→ **TASK INSTRUCTIONS**: In the data below, which lines hold "limit"? Copy every one.

*** WORKING DATA ***

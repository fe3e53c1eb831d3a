//! Multi-source retrieval.
//!
//! Each collection has its own searcher ([`sources`]) that turns raw ANN
//! candidates into [`SearchResult`]s. [`combined`] embeds the query once, runs
//! every source concurrently and hands the lists to [`fusion`] for the final
//! ranking.

#[cfg(test)]
pub(crate) mod fakes;
#[cfg(test)]
mod tests;

pub mod combined;
pub mod documents;
pub mod fusion;
pub mod sources;

use serde::Serialize;
use std::fmt;

use crate::dates::DateKey;

pub use combined::{CombinedSearch, CombinedSearchOutcome, SourceHealth, SourceStatus};
pub use documents::{BigBookDocument, ReflectionDocument, SourceDocument};
pub use fusion::{dedupe_by_page, fuse};
pub use sources::SourceSearcher;

/// Which collection a result came from
#[derive(Debug, Clone, Copy, PartialEq, Eq, Hash, Serialize)]
pub enum SourceLabel {
    #[serde(rename = "Big Book")]
    BigBook,
    #[serde(rename = "Daily Reflection")]
    DailyReflection,
}

impl SourceLabel {
    #[inline]
    pub fn as_str(&self) -> &'static str {
        match self {
            Self::BigBook => "Big Book",
            Self::DailyReflection => "Daily Reflection",
        }
    }
}

impl fmt::Display for SourceLabel {
    #[inline]
    fn fmt(&self, f: &mut fmt::Formatter<'_>) -> fmt::Result {
        f.write_str(self.as_str())
    }
}

/// Where a result lives in its collection
#[derive(Debug, Clone, Copy, PartialEq, Eq, Serialize)]
#[serde(rename_all = "snake_case")]
pub enum Locator {
    Page(u32),
    Date(DateKey),
}

/// A scored passage from one source, in the shape shared by all sources
#[derive(Debug, Clone, PartialEq, Serialize)]
pub struct SearchResult {
    pub text: String,
    pub score: f32,
    pub source: SourceLabel,
    pub reference: String,
    pub locator: Option<Locator>,
    pub url: Option<String>,
    pub chunk_id: Option<String>,
    pub chapter_title: Option<String>,
}

impl SearchResult {
    #[inline]
    pub fn page_number(&self) -> Option<u32> {
        match self.locator {
            Some(Locator::Page(page)) => Some(page),
            _ => None,
        }
    }

    #[inline]
    pub fn date_key(&self) -> Option<DateKey> {
        match self.locator {
            Some(Locator::Date(key)) => Some(key),
            _ => None,
        }
    }
}

/// Result count and score floor for one search
#[derive(Debug, Clone, Copy, PartialEq)]
pub struct SearchOptions {
    pub limit: usize,
    pub min_score: f32,
}

impl SearchOptions {
    #[inline]
    pub fn new(limit: usize, min_score: f32) -> Self {
        Self { limit, min_score }
    }

    /// Candidate pool requested from the ANN engine
    #[inline]
    pub fn num_candidates(&self) -> usize {
        self.limit.saturating_mul(10).max(100)
    }
}

/// Input to a combined search
#[derive(Debug, Clone, PartialEq)]
pub enum Query {
    Text(String),
    /// A vector already in the content embedding space
    Embedding(Vec<f32>),
}

impl From<&str> for Query {
    #[inline]
    fn from(text: &str) -> Self {
        Self::Text(text.to_string())
    }
}

impl From<String> for Query {
    #[inline]
    fn from(text: String) -> Self {
        Self::Text(text)
    }
}

impl From<Vec<f32>> for Query {
    #[inline]
    fn from(vector: Vec<f32>) -> Self {
        Self::Embedding(vector)
    }
}

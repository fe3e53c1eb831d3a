use super::*;
use crate::config::SearchConfig;
use crate::database::{DocumentRecord, VectorIndex};
use crate::embeddings::Embedder;
use crate::search::fakes::{
    BIG_BOOK_INDEX, FakeEmbedder, FakeIndex, REFLECTIONS_INDEX, big_book_candidate,
    reflection_candidate, reflection_document,
};
use std::sync::Arc;

const VECTOR: [f32; 4] = [0.5, 0.5, 0.5, 0.5];

fn today() -> NaiveDate {
    NaiveDate::from_ymd_opt(2025, 1, 5).expect("valid date")
}

fn stored_reflection(month: u32, day: u32, title: &str) -> DocumentRecord {
    DocumentRecord::new(VECTOR.to_vec(), reflection_document(month, day, title))
        .with_lookup_key(format!("{month:02}-{day:02}"))
}

fn searchable_index() -> FakeIndex {
    FakeIndex::new()
        .with_candidates(
            BIG_BOOK_INDEX,
            vec![big_book_candidate(417, 0.81), big_book_candidate(62, 0.4)],
        )
        .with_candidates(
            REFLECTIONS_INDEX,
            vec![reflection_candidate(3, 3, "LET GO", 0.7)],
        )
        .with_record(REFLECTIONS_INDEX, stored_reflection(1, 5, "ACCEPTANCE"))
}

fn pipeline(index: FakeIndex) -> (ChatPipeline, Arc<FakeEmbedder>) {
    let embedder = Arc::new(FakeEmbedder::returning(VECTOR.to_vec()));
    let search = CombinedSearch::from_config(
        Arc::clone(&embedder) as Arc<dyn Embedder>,
        Arc::new(index) as Arc<dyn VectorIndex>,
        &SearchConfig::default(),
    );
    (
        ChatPipeline::new(search, SearchOptions::new(7, 0.58)),
        embedder,
    )
}

#[tokio::test]
async fn dated_request_returns_reflection_directly() {
    let (chat, embedder) = pipeline(searchable_index());

    let reply = chat
        .prepare("Show me the reflection for January 5", &[], today())
        .await
        .expect("should prepare");

    let ChatReply::Reflection {
        response,
        date_key,
        citations,
        retrieval_context,
    } = reply
    else {
        panic!("expected a direct reflection reply");
    };
    assert_eq!(date_key.to_string(), "01-05");
    assert!(response.starts_with("Here's the daily reflection for January 5:\n\nACCEPTANCE\n\n"));
    assert!(response.ends_with("AS BILL SEES IT, p. 1"));
    assert_eq!(citations.len(), 1);
    assert_eq!(citations[0].reference, "Daily Reflection, January 5 - ACCEPTANCE");
    assert_eq!(citations[0].score_percentage, "100%");
    assert_eq!(retrieval_context[0].url.as_deref(), Some("/01-05"));
    assert_eq!(embedder.calls(), 0);
}

#[tokio::test]
async fn missing_dated_reflection_is_reported() {
    let (chat, _) = pipeline(searchable_index());

    let reply = chat
        .prepare("what was the reading on 2/14", &[], today())
        .await
        .expect("should prepare");

    assert!(matches!(reply, ChatReply::ReflectionNotFound { .. }));
    assert_eq!(
        reply.direct_response(),
        Some("I couldn't find a reflection for February 14. The reflection may not exist in the database for that date.")
    );
}

#[tokio::test]
async fn asking_for_meaning_uses_the_prompt() {
    let (chat, embedder) = pipeline(searchable_index());

    let reply = chat
        .prepare("What does today's reflection mean?", &[], today())
        .await
        .expect("should prepare");

    let ChatReply::Prompt(prepared) = reply else {
        panic!("expected a prompt");
    };
    assert_eq!(embedder.calls(), 1);
    assert_eq!(
        prepared.todays_reflection.as_ref().map(ReflectionDocument::title),
        Some("ACCEPTANCE")
    );
    assert_eq!(
        prepared.citations[0].reference,
        "Today's Reflection (January 5) - ACCEPTANCE"
    );
    assert_eq!(prepared.citations.len(), 3);
    assert_eq!(prepared.retrieval_context.len(), 2);
    assert!(prepared.prompt.contains("TODAY'S REFLECTION (January 5):"));
    assert!(prepared.prompt.contains("EXPLAINING the meaning"));
}

#[tokio::test]
async fn general_question_builds_grounded_prompt() {
    let (chat, _) = pipeline(searchable_index());
    let history = vec![ChatMessage::user("Hi"), ChatMessage::assistant("Hello")];

    let reply = chat
        .prepare("How do I practice acceptance?", &history, today())
        .await
        .expect("should prepare");

    let ChatReply::Prompt(prepared) = reply else {
        panic!("expected a prompt");
    };
    assert_eq!(prepared.todays_reflection, None);
    assert_eq!(
        prepared
            .citations
            .iter()
            .map(|c| c.reference.as_str())
            .collect::<Vec<_>>(),
        vec!["Big Book, Page 417", "Daily Reflection, March 3 - LET GO"]
    );
    assert!(prepared.prompt.contains("User: Hi\n\nAssistant: Hello"));
    assert!(prepared.prompt.contains("[B1] Page 417:"));
    assert!(prepared.sources.iter().all(SourceStatus::is_healthy));
}

#[tokio::test]
async fn no_results_gives_fallback() {
    let index = FakeIndex::new()
        .with_candidates(BIG_BOOK_INDEX, vec![big_book_candidate(1, 0.2)])
        .with_candidates(REFLECTIONS_INDEX, Vec::new());
    let (chat, _) = pipeline(index);

    let reply = chat
        .prepare("What's the weather like?", &[], today())
        .await
        .expect("should prepare");

    assert_eq!(reply.direct_response(), Some(NO_RESULTS_RESPONSE));
}

#[tokio::test]
async fn failed_date_lookup_falls_back_to_search() {
    let (chat, embedder) = pipeline(searchable_index().failing_lookups("connection reset"));

    let reply = chat
        .prepare("reflection for jan 5", &[], today())
        .await
        .expect("should prepare");

    assert!(matches!(reply, ChatReply::Prompt(ref p) if p.todays_reflection.is_none()));
    assert_eq!(embedder.calls(), 1);
}

#[tokio::test]
async fn empty_question_is_rejected() {
    let (chat, _) = pipeline(searchable_index());
    let result = chat.prepare("  ", &[], today()).await;
    assert!(matches!(result, Err(RagError::InvalidQuery(_))));
}

#[test]
fn replies_serialize_with_kind() {
    let reply = ChatReply::NoResults {
        response: NO_RESULTS_RESPONSE.to_string(),
        sources: Vec::new(),
    };
    let json = serde_json::to_value(&reply).expect("should serialize");
    assert_eq!(json["kind"], "no_results");
    assert_eq!(json["response"], NO_RESULTS_RESPONSE);
}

*** End of WORKING DATA ***

→ **OUTPUT OF THE TASK**:
    pub limit: usize,
    pub fn new(limit: usize, min_score: f32) -> Self {
        Self { limit, min_score }
        self.limit.saturating_mul(10).max(100)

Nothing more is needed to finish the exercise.